江戸時代、日本人は自らの足で途方もない距離を歩いていました。そして歩き続けたことで偉人となったのが、日本初の精緻な沿岸地図を作成した測量家、伊能忠敬(1745〜1818)。取り立てて丈夫ではなかった初老の男性が、17年間、35,000kmの徒歩旅を続けられた理由を、記録を読みながら探りました。
2023.01.31
相原秀起
ノンフィクション作家
江戸時代後期の1800年(寛政12年)7月10日。伊能忠敬率いる測量隊6人は、津軽海峡を渡り、北海道南端の福島町吉岡に到着します。
現代人には東京から青森・竜飛岬までの1,000km近い徒歩旅すら大変ですが、伊能忠敬にとってはスタート地点にたどり着く前。蝦夷地(北海道)から17年、35,000kmにおよぶ、全国沿岸測量の第一歩を踏み出します。
第1回の測量での距離の算出方法は、自分の歩いた歩数から計算する歩測でした。忠敬の一歩は69cm。その積み重ねから、偉業を成し遂げる道を進みます。
忠敬は当時55歳。平均寿命が現代の半分もなかった江戸時代では、初老の域です。厳しい環境の蝦夷地行きについても、周囲から心配する声があったに違いありません。
楽隠居の道を選ばず、あえて天文の道に進んだ忠敬の真の願いは、実は地図制作ではなく、緯度1度の距離を測り、そこから地球1周の大きさを算出することにありました。
そのため、南北の距離があり、緯度の差が大きい江戸からはるか北海道を目指したのです。
忠敬自身が17年間の全国測量で歩いたのは、計約35,000km。地球一周(約40,000km)にせまる、途方もない距離を旅しました。どれほど頑健で人並み外れた脚力の持ち主だったのでしょうか。
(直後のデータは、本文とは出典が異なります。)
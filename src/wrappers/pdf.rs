//! Wrappers for `.pdf` files.
//!
//! PDF content is treated as opaque bytes; rendering and parsing stay with
//! the caller.

use std::fs;
use std::path::{Path, PathBuf};

use anyhow::{Context, Result};

use super::{ensure_directory, guard_writable, FileSystemWrapper};
use crate::settings;
use crate::utils;

/// Wrapper for a single `.pdf` file.
#[derive(Debug, Clone)]
pub struct PdfFile {
    path: PathBuf,
    read_only: bool,
}

impl PdfFile {
    pub fn new(path: impl Into<PathBuf>) -> Result<Self> {
        let path = path.into();
        utils::ensure_extension(&path, settings::PDF_EXTENSION)?;
        Ok(Self {
            path,
            read_only: false,
        })
    }

    pub fn read_only(mut self, read_only: bool) -> Self {
        self.read_only = read_only;
        self
    }

    pub fn path(&self) -> &Path {
        &self.path
    }

    pub fn read_bytes(&self) -> Result<Vec<u8>> {
        fs::read(&self.path).with_context(|| format!("failed to read {}", self.path.display()))
    }

    pub fn write_bytes(&self, bytes: &[u8]) -> Result<()> {
        guard_writable(self.read_only, &self.path)?;
        fs::write(&self.path, bytes)
            .with_context(|| format!("failed to write {}", self.path.display()))
    }
}

impl FileSystemWrapper for PdfFile {
    fn extension(&self) -> &str {
        settings::PDF_EXTENSION
    }

    fn is_read_only(&self) -> bool {
        self.read_only
    }
}

/// Wrapper for the `.pdf` files in a directory.
#[derive(Debug, Clone)]
pub struct PdfDirectory {
    directory: PathBuf,
    read_only: bool,
}

impl PdfDirectory {
    pub fn new(directory: impl Into<PathBuf>) -> Result<Self> {
        let directory = directory.into();
        ensure_directory(&directory)?;
        Ok(Self {
            directory,
            read_only: false,
        })
    }

    pub fn read_only(mut self, read_only: bool) -> Self {
        self.read_only = read_only;
        self
    }

    /// Open a file in the directory, adding the extension when absent.
    pub fn open(&self, filename: &str) -> Result<PdfFile> {
        let path = utils::set_extension(&self.directory.join(filename), settings::PDF_EXTENSION);
        Ok(PdfFile::new(path)?.read_only(self.read_only))
    }

    /// Paths of the `.pdf` files currently in the directory.
    pub fn files(&self) -> Result<Vec<PathBuf>> {
        let mut results = Vec::new();
        for entry in fs::read_dir(&self.directory)
            .with_context(|| format!("failed to read {}", self.directory.display()))?
        {
            let path = entry?.path();
            if path.is_file() && utils::has_extension(&path, settings::PDF_EXTENSION) {
                results.push(path);
            }
        }
        results.sort();
        Ok(results)
    }
}

impl FileSystemWrapper for PdfDirectory {
    fn extension(&self) -> &str {
        settings::PDF_EXTENSION
    }

    fn is_read_only(&self) -> bool {
        self.read_only
    }
}
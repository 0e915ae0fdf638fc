//! Registry of packages with soft removal.

use anyhow::Result;

use super::{Repository, SeenTracker};
use crate::errors::Error;
use crate::models::{Model, Package};

/// In-memory registry of [`Package`] models.
///
/// `remove` marks a package as removed rather than dropping it; `commit`
/// prunes the removed entries and `rollback` empties the registry.
#[derive(Default)]
pub struct PackageRepository {
    packages: Vec<Package>,
    seen: SeenTracker,
}

impl PackageRepository {
    pub fn new(packages: Vec<Package>) -> Self {
        Self {
            packages,
            seen: SeenTracker::new(),
        }
    }

    pub fn seen(&self) -> &SeenTracker {
        &self.seen
    }

    pub fn contains(&self, name: &str) -> bool {
        self.packages.iter().any(|package| package.name() == name)
    }

    /// Whether a package may be added: not registered yet.
    pub fn can_add(&self, package: &Package) -> bool {
        !self.contains(package.name())
    }
}

impl Repository for PackageRepository {
    type Item = Package;

    fn add(&mut self, item: Package) -> Result<()> {
        if !self.can_add(&item) {
            return Err(Error::DuplicateReference(item.reference()).into());
        }
        self.seen.mark(&item.reference());
        self.packages.push(item);
        Ok(())
    }

    fn get(&mut self, reference: &str) -> Result<Option<Package>> {
        let found = self
            .packages
            .iter()
            .find(|package| package.name() == reference)
            .cloned();
        if found.is_some() {
            self.seen.mark(reference);
        }
        Ok(found)
    }

    fn list(&mut self) -> Result<Vec<Package>> {
        let mut results = self.packages.clone();
        results.sort_by(|a, b| a.name().cmp(b.name()));
        for package in &results {
            self.seen.mark(&package.reference());
        }
        Ok(results)
    }

    fn remove(&mut self, reference: &str) -> Result<()> {
        let package = self
            .packages
            .iter_mut()
            .find(|package| package.name() == reference)
            .ok_or_else(|| Error::NotFound(reference.to_string()))?;
        package.mark_removed();
        self.seen.mark(reference);
        Ok(())
    }

    fn commit(&mut self) -> Result<()> {
        self.packages.retain(|package| !package.is_removed());
        Ok(())
    }

    fn rollback(&mut self) -> Result<()> {
        self.packages.clear();
        Ok(())
    }
}
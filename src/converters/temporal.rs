//! Conversion of values to dates, datetimes and timestamps.

use anyhow::Result;
use chrono::{DateTime, NaiveDate, NaiveDateTime, TimeZone, Utc};
use serde_json::Value;

use super::{Converter, OnError};
use crate::errors::Error;

const DATE_FORMATS: [&str; 3] = ["%Y-%m-%d", "%Y/%m/%d", "%m/%d/%Y"];
const DATETIME_FORMATS: [&str; 3] = [
    "%Y-%m-%d %H:%M:%S%.f",
    "%Y-%m-%dT%H:%M:%S%.f",
    "%m/%d/%Y %H:%M:%S",
];

fn parse_date(text: &str) -> Option<NaiveDate> {
    let trimmed = text.trim();
    for format in DATE_FORMATS {
        if let Ok(date) = NaiveDate::parse_from_str(trimmed, format) {
            return Some(date);
        }
    }
    parse_datetime(trimmed).map(|moment| moment.date_naive())
}

fn parse_datetime(text: &str) -> Option<DateTime<Utc>> {
    let trimmed = text.trim();
    if let Ok(moment) = DateTime::parse_from_rfc3339(trimmed) {
        return Some(moment.with_timezone(&Utc));
    }
    for format in DATETIME_FORMATS {
        if let Ok(naive) = NaiveDateTime::parse_from_str(trimmed, format) {
            return Some(Utc.from_utc_datetime(&naive));
        }
    }
    None
}

/// Converts values to calendar dates.
///
/// Strings are tried against common date formats, then as datetimes whose
/// date part is kept.
pub struct DateConverter {
    default: Option<NaiveDate>,
    on_error: OnError,
}

impl DateConverter {
    pub fn new() -> Self {
        Self {
            default: None,
            on_error: OnError::Raise,
        }
    }

    pub fn with_default(mut self, default: NaiveDate) -> Self {
        self.default = Some(default);
        self
    }

    pub fn lenient(mut self) -> Self {
        self.on_error = OnError::Default;
        self
    }
}

impl Default for DateConverter {
    fn default() -> Self {
        Self::new()
    }
}

impl Converter for DateConverter {
    type Output = Option<NaiveDate>;

    fn convert_value(&self, value: &Value) -> Result<Option<NaiveDate>> {
        match value {
            Value::String(text) => parse_date(text).map(Some).ok_or_else(|| {
                Error::Conversion {
                    expected: "date",
                    value: text.clone(),
                }
                .into()
            }),
            Value::Number(number) => {
                let timestamp = number.as_i64().ok_or(Error::Conversion {
                    expected: "date",
                    value: number.to_string(),
                })?;
                let moment = Utc
                    .timestamp_opt(timestamp, 0)
                    .single()
                    .ok_or(Error::Conversion {
                        expected: "date",
                        value: number.to_string(),
                    })?;
                Ok(Some(moment.date_naive()))
            }
            other => Err(Error::Conversion {
                expected: "date",
                value: other.to_string(),
            }
            .into()),
        }
    }

    fn default_value(&self) -> Option<NaiveDate> {
        self.default
    }

    fn on_error(&self) -> OnError {
        self.on_error
    }
}

/// Converts values to UTC datetimes.
///
/// Naive datetime strings are assumed UTC; date-only strings become
/// midnight; numbers are unix timestamps in seconds.
pub struct DateTimeConverter {
    default: Option<DateTime<Utc>>,
    on_error: OnError,
}

impl DateTimeConverter {
    pub fn new() -> Self {
        Self {
            default: None,
            on_error: OnError::Raise,
        }
    }

    pub fn with_default(mut self, default: DateTime<Utc>) -> Self {
        self.default = Some(default);
        self
    }

    pub fn lenient(mut self) -> Self {
        self.on_error = OnError::Default;
        self
    }
}

impl Default for DateTimeConverter {
    fn default() -> Self {
        Self::new()
    }
}

impl Converter for DateTimeConverter {
    type Output = Option<DateTime<Utc>>;

    fn convert_value(&self, value: &Value) -> Result<Option<DateTime<Utc>>> {
        match value {
            Value::String(text) => {
                if let Some(moment) = parse_datetime(text) {
                    return Ok(Some(moment));
                }
                if let Some(date) = parse_date(text) {
                    let midnight = date.and_hms_opt(0, 0, 0).ok_or(Error::Conversion {
                        expected: "datetime",
                        value: text.clone(),
                    })?;
                    return Ok(Some(Utc.from_utc_datetime(&midnight)));
                }
                Err(Error::Conversion {
                    expected: "datetime",
                    value: text.clone(),
                }
                .into())
            }
            Value::Number(number) => {
                let seconds = number.as_f64().ok_or(Error::Conversion {
                    expected: "datetime",
                    value: number.to_string(),
                })?;
                let moment = Utc
                    .timestamp_opt(seconds.trunc() as i64, (seconds.fract() * 1e9) as u32)
                    .single()
                    .ok_or(Error::Conversion {
                        expected: "datetime",
                        value: number.to_string(),
                    })?;
                Ok(Some(moment))
            }
            other => Err(Error::Conversion {
                expected: "datetime",
                value: other.to_string(),
            }
            .into()),
        }
    }

    fn default_value(&self) -> Option<DateTime<Utc>> {
        self.default
    }

    fn on_error(&self) -> OnError {
        self.on_error
    }
}

/// Converts values to unix timestamps in seconds.
pub struct TimestampConverter {
    default: i64,
    on_error: OnError,
}

impl TimestampConverter {
    pub fn new() -> Self {
        Self {
            default: 0,
            on_error: OnError::Raise,
        }
    }

    pub fn with_default(mut self, default: i64) -> Self {
        self.default = default;
        self
    }

    pub fn lenient(mut self) -> Self {
        self.on_error = OnError::Default;
        self
    }
}

impl Default for TimestampConverter {
    fn default() -> Self {
        Self::new()
    }
}

impl Converter for TimestampConverter {
    type Output = i64;

    fn convert_value(&self, value: &Value) -> Result<i64> {
        match value {
            Value::Number(number) => number
                .as_i64()
                .or_else(|| number.as_f64().map(|seconds| seconds.trunc() as i64))
                .ok_or_else(|| {
                    Error::Conversion {
                        expected: "timestamp",
                        value: number.to_string(),
                    }
                    .into()
                }),
            Value::String(text) => {
                if let Ok(parsed) = text.trim().parse::<i64>() {
                    return Ok(parsed);
                }
                parse_datetime(text)
                    .map(|moment| moment.timestamp())
                    .ok_or_else(|| {
                        Error::Conversion {
                            expected: "timestamp",
                            value: text.clone(),
                        }
                        .into()
                    })
            }
            other => Err(Error::Conversion {
                expected: "timestamp",
                value: other.to_string(),
            }
            .into()),
        }
    }

    fn default_value(&self) -> i64 {
        self.default
    }

    fn on_error(&self) -> OnError {
        self.on_error
    }
}
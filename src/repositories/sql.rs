//! SQLite-backed sessions for sessioned repositories.

use std::path::Path;

use anyhow::{Context, Result};
use rusqlite::Connection;
use tracing::debug;

use crate::units_of_work::Session;

/// Transactional session over a SQLite connection.
///
/// `begin` opens an explicit transaction; `commit` and `rollback` end it.
/// Statements executed outside a transaction autocommit, as SQLite does.
pub struct SqlSession {
    connection: Connection,
    in_transaction: bool,
}

impl SqlSession {
    pub fn open(path: &Path) -> Result<Self> {
        let connection = Connection::open(path)
            .with_context(|| format!("failed to open database {}", path.display()))?;
        Ok(Self {
            connection,
            in_transaction: false,
        })
    }

    pub fn open_in_memory() -> Result<Self> {
        let connection =
            Connection::open_in_memory().context("failed to open in-memory database")?;
        Ok(Self {
            connection,
            in_transaction: false,
        })
    }

    pub fn connection(&self) -> &Connection {
        &self.connection
    }

    /// Open an explicit transaction.
    pub fn begin(&mut self) -> Result<()> {
        if !self.in_transaction {
            self.connection.execute_batch("BEGIN")?;
            self.in_transaction = true;
        }
        Ok(())
    }

    /// Execute a statement, returning the number of affected rows.
    pub fn execute<P: rusqlite::Params>(&self, sql: &str, params: P) -> Result<usize> {
        let affected = self
            .connection
            .execute(sql, params)
            .with_context(|| format!("failed to execute: {}", sql))?;
        Ok(affected)
    }

    /// Run a query, mapping every row through `map`.
    pub fn query<T, P, F>(&self, sql: &str, params: P, map: F) -> Result<Vec<T>>
    where
        P: rusqlite::Params,
        F: FnMut(&rusqlite::Row<'_>) -> rusqlite::Result<T>,
    {
        let mut statement = self
            .connection
            .prepare(sql)
            .with_context(|| format!("failed to prepare: {}", sql))?;
        let rows = statement.query_map(params, map)?;
        let mut results = Vec::new();
        for row in rows {
            results.push(row?);
        }
        Ok(results)
    }
}

impl Session for SqlSession {
    fn commit(&mut self) -> Result<()> {
        if self.in_transaction {
            debug!("committing sql session");
            self.connection.execute_batch("COMMIT")?;
            self.in_transaction = false;
        }
        Ok(())
    }

    fn rollback(&mut self) -> Result<()> {
        if self.in_transaction {
            debug!("rolling back sql session");
            self.connection.execute_batch("ROLLBACK")?;
            self.in_transaction = false;
        }
        Ok(())
    }
}

/// Repository whose durability is delegated to an underlying session.
pub trait SessionedRepository {
    type Session: Session;

    fn session(&self) -> &Self::Session;

    fn session_mut(&mut self) -> &mut Self::Session;

    /// Commit through the session.
    fn commit_session(&mut self) -> Result<()> {
        self.session_mut().commit()
    }

    /// Roll back through the session.
    fn rollback_session(&mut self) -> Result<()> {
        self.session_mut().rollback()
    }
}
//! Publish/subscribe integration with external brokers.

use anyhow::Result;
use serde::Serialize;
use tracing::info;

#[cfg(feature = "redis")]
pub mod redis;

#[cfg(feature = "redis")]
pub use self::redis::{RedisListener, RedisPublisher};

/// Publishes events to an external message broker.
pub trait Publisher {
    /// Send an already-serialized payload on a channel.
    fn publish_payload(&mut self, channel: &str, payload: &str) -> Result<()>;

    /// Serialize an event as JSON and publish it on a channel.
    fn publish<E: Serialize>(&mut self, channel: &str, event: &E) -> Result<()>
    where
        Self: Sized,
    {
        let payload = serde_json::to_string(event)?;
        info!(channel, "publishing event");
        self.publish_payload(channel, &payload)
    }
}

/// Receives payloads from an external broker on a background thread.
pub trait Listener {
    /// Start listening.
    fn start(&mut self) -> Result<()>;

    /// Stop listening.
    fn stop(&mut self) -> Result<()>;
}

/// Callback invoked for every payload received on a subscribed channel.
pub type ChannelCallback = Box<dyn Fn(&str) + Send + 'static>;

#[cfg(test)]
mod tests {
    use super::*;
    use serde::Serialize;

    #[derive(Serialize)]
    struct OrderAllocated {
        order_id: String,
    }

    #[derive(Default)]
    struct RecordingPublisher {
        sent: Vec<(String, String)>,
    }

    impl Publisher for RecordingPublisher {
        fn publish_payload(&mut self, channel: &str, payload: &str) -> Result<()> {
            self.sent.push((channel.to_string(), payload.to_string()));
            Ok(())
        }
    }

    #[test]
    fn test_publish_serializes_event_as_json() {
        let mut publisher = RecordingPublisher::default();
        publisher
            .publish(
                "orders",
                &OrderAllocated {
                    order_id: "o-1".to_string(),
                },
            )
            .unwrap();

        let (channel, payload) = &publisher.sent[0];
        assert_eq!(channel, "orders");
        assert_eq!(payload, r#"{"order_id":"o-1"}"#);
    }
}
//! Crate-wide defaults and canonical file extensions.

// File extensions, normalized (no leading dot)
pub const CSV_EXTENSION: &str = "csv";
pub const JSON_EXTENSION: &str = "json";
pub const PDF_EXTENSION: &str = "pdf";
pub const TXT_EXTENSION: &str = "txt";
pub const XLSX_EXTENSION: &str = "xlsx";
pub const ZIP_EXTENSION: &str = "zip";

// Defaults
pub const DEFAULT_CSV_DELIMITER: u8 = b',';
pub const DEFAULT_CSV_QUOTE: u8 = b'"';
pub const DEFAULT_TXT_NEWLINE: &str = "\n";
//! JSON encoding helpers with canonical forms for domain values.

use std::path::Path;

use anyhow::{Context, Result};
use chrono::{DateTime, NaiveDate, Utc};
use rust_decimal::prelude::ToPrimitive;
use rust_decimal::Decimal;
use serde::Serialize;
use serde_json::{Number, Value};

/// Serialize a value to a JSON string.
pub fn encode<T: Serialize>(value: &T) -> Result<String> {
    serde_json::to_string(value).context("failed to encode value as json")
}

/// Serialize a value to a pretty-printed JSON string.
pub fn encode_pretty<T: Serialize>(value: &T) -> Result<String> {
    serde_json::to_string_pretty(value).context("failed to encode value as json")
}

/// Canonical JSON form of a calendar date: `YYYY-MM-DD`.
pub fn date_value(date: NaiveDate) -> Value {
    Value::String(date.format("%Y-%m-%d").to_string())
}

/// Canonical JSON form of a datetime: RFC 3339.
pub fn datetime_value(moment: DateTime<Utc>) -> Value {
    Value::String(moment.to_rfc3339())
}

/// Canonical JSON form of a decimal: a number when representable, a string
/// otherwise so no precision is silently lost.
pub fn decimal_value(decimal: Decimal) -> Value {
    decimal
        .to_f64()
        .and_then(Number::from_f64)
        .map(Value::Number)
        .unwrap_or_else(|| Value::String(decimal.to_string()))
}

/// Canonical JSON form of a filesystem path: absolute when resolvable.
pub fn path_value(path: &Path) -> Value {
    let resolved = path.canonicalize().unwrap_or_else(|_| path.to_path_buf());
    Value::String(resolved.display().to_string())
}

/// JSON number from a float; non-finite values become null.
pub fn number_value(value: f64) -> Value {
    Number::from_f64(value).map(Value::Number).unwrap_or(Value::Null)
}

/// Recursively replace non-encodable leaves with null.
pub fn sanitize(value: Value) -> Value {
    match value {
        Value::Object(map) => Value::Object(
            map.into_iter()
                .map(|(key, value)| (key, sanitize(value)))
                .collect(),
        ),
        Value::Array(items) => Value::Array(items.into_iter().map(sanitize).collect()),
        other => other,
    }
}

#[cfg(test)]
mod tests {
    use super::*;
    use serde_json::json;
    use std::str::FromStr;

    #[test]
    fn test_date_value_is_iso_formatted() {
        let date = NaiveDate::from_ymd_opt(2024, 3, 15).unwrap();
        assert_eq!(date_value(date), json!("2024-03-15"));
    }

    #[test]
    fn test_decimal_value_is_numeric() {
        let decimal = Decimal::from_str("19.99").unwrap();
        assert_eq!(decimal_value(decimal), json!(19.99));
    }

    #[test]
    fn test_number_value_replaces_non_finite_with_null() {
        assert_eq!(number_value(2.5), json!(2.5));
        assert_eq!(number_value(f64::NAN), Value::Null);
        assert_eq!(number_value(f64::INFINITY), Value::Null);
    }

    #[test]
    fn test_sanitize_recurses_into_collections() {
        let value = json!({"amounts": [1.5, null], "nested": {"flag": true}});
        assert_eq!(sanitize(value.clone()), value);
    }

    #[test]
    fn test_encode_round_trip() {
        let encoded = encode(&json!({"reference": "o-1"})).unwrap();
        assert_eq!(encoded, r#"{"reference":"o-1"}"#);
    }
}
伊能忠敬記念館(千葉県香取市)の石井七海学芸員は次のように語ってくれました。
「忠敬は皆さんが思うほど健脚ではなく、当時としては平均的な日本人だと思います。病気がちで喘息を患っており、山陰地方ではマラリアにかかって倒れています。決して丈夫な体ではありません」
忠敬の研究者であった渡辺一郎氏も著書『伊能忠敬の歩いた日本』(ちくま新書)のあとがきで、こう記しています。
「(忠敬は)偉人とか天才ではなく普通の人だった。(中略)持ち前の粘り強さと工夫に富んだ性格から、よい結果が出て、とうとう日本中を測ってしまったのだと思う」
体力的にはごく普通の日本人が、並外れた強い意志と信念を支えに17年もの歳月をかけて遺業を成し遂げた──。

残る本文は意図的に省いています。